Information supplied section start
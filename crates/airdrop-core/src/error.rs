use alloy_primitives::{Address, U256};
use thiserror::Error;

/// Reasons a claim is refused. Each kind is distinct so callers can tell
/// whitelist membership failures from authorization failures.
#[derive(Error, Debug, Clone, PartialEq, Eq)]
pub enum ClaimError {
    #[error("account has already claimed")]
    AlreadyClaimed,

    #[error("merkle proof does not resolve to the airdrop root")]
    InvalidProof,

    #[error("signature does not authorize this claim")]
    InvalidSignature,

    #[error("token transfer failed: {0}")]
    TransferFailed(#[from] TransferError),
}

/// Construction-time failures of an airdrop instance.
#[derive(Error, Debug, Clone, PartialEq, Eq)]
pub enum AirdropError {
    #[error("merkle root must be non-zero")]
    ZeroRoot,
}

/// Why a signature could not be turned into a signer address.
#[derive(Error, Debug, Clone, PartialEq, Eq)]
pub enum SignatureError {
    #[error("invalid signature length: expected 65 bytes, got {0}")]
    InvalidLength(usize),

    #[error("invalid hex encoding: {0}")]
    InvalidHex(String),

    #[error("recovery id must be 27 or 28, got {0}")]
    InvalidRecoveryId(u8),

    #[error("s value is in the upper half of the curve order")]
    HighS,

    #[error("r or s is outside the curve order")]
    Malformed,

    #[error("public key recovery failed")]
    RecoveryFailed,

    #[error("recovered the zero address")]
    ZeroAddress,

    #[error("signing failed")]
    SigningFailed,
}

/// Failures building a tree or whitelist.
#[derive(Error, Debug, Clone, PartialEq, Eq)]
pub enum TreeError {
    #[error("cannot build a merkle tree without leaves")]
    Empty,

    #[error("account {0} appears more than once")]
    DuplicateAccount(Address),

    #[error("zero address cannot be whitelisted")]
    ZeroAccount,
}

/// Refusals reported by a token ledger.
#[derive(Error, Debug, Clone, PartialEq, Eq)]
pub enum TransferError {
    #[error("insufficient balance: holder has {available}, transfer needs {requested}")]
    InsufficientBalance { available: U256, requested: U256 },

    #[error("transfer to the zero address")]
    ZeroRecipient,

    #[error("ledger is frozen")]
    Frozen,

    #[error("balance overflow")]
    Overflow,
}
Information supplied section end
Copy out the material, keeping every line exactly as it is.

filename crates/airdrop-core/src/error.rs
use alloy_primitives::{Address, U256};
use thiserror::Error;

/// Reasons a claim is refused. Each kind is distinct so callers can tell
/// whitelist membership failures from authorization failures.
#[derive(Error, Debug, Clone, PartialEq, Eq)]
pub enum ClaimError {
    #[error("account has already claimed")]
    AlreadyClaimed,

    #[error("merkle proof does not resolve to the airdrop root")]
    InvalidProof,

    #[error("signature does not authorize this claim")]
    InvalidSignature,

    #[error("token transfer failed: {0}")]
    TransferFailed(#[from] TransferError),
}

/// Construction-time failures of an airdrop instance.
#[derive(Error, Debug, Clone, PartialEq, Eq)]
pub enum AirdropError {
    #[error("merkle root must be non-zero")]
    ZeroRoot,
}

/// Why a signature could not be turned into a signer address.
#[derive(Error, Debug, Clone, PartialEq, Eq)]
pub enum SignatureError {
    #[error("invalid signature length: expected 65 bytes, got {0}")]
    InvalidLength(usize),

    #[error("invalid hex encoding: {0}")]
    InvalidHex(String),

    #[error("recovery id must be 27 or 28, got {0}")]
    InvalidRecoveryId(u8),

    #[error("s value is in the upper half of the curve order")]
    HighS,

    #[error("r or s is outside the curve order")]
    Malformed,

    #[error("public key recovery failed")]
    RecoveryFailed,

    #[error("recovered the zero address")]
    ZeroAddress,

    #[error("signing failed")]
    SigningFailed,
}

/// Failures building a tree or whitelist.
#[derive(Error, Debug, Clone, PartialEq, Eq)]
pub enum TreeError {
    #[error("cannot build a merkle tree without leaves")]
    Empty,

    #[error("account {0} appears more than once")]
    DuplicateAccount(Address),

    #[error("zero address cannot be whitelisted")]
    ZeroAccount,
}

/// Refusals reported by a token ledger.
#[derive(Error, Debug, Clone, PartialEq, Eq)]
pub enum TransferError {
    #[error("insufficient balance: holder has {available}, transfer needs {requested}")]
    InsufficientBalance { available: U256, requested: U256 },

    #[error("transfer to the zero address")]
    ZeroRecipient,

    #[error("ledger is frozen")]
    Frozen,

    #[error("balance overflow")]
    Overflow,
}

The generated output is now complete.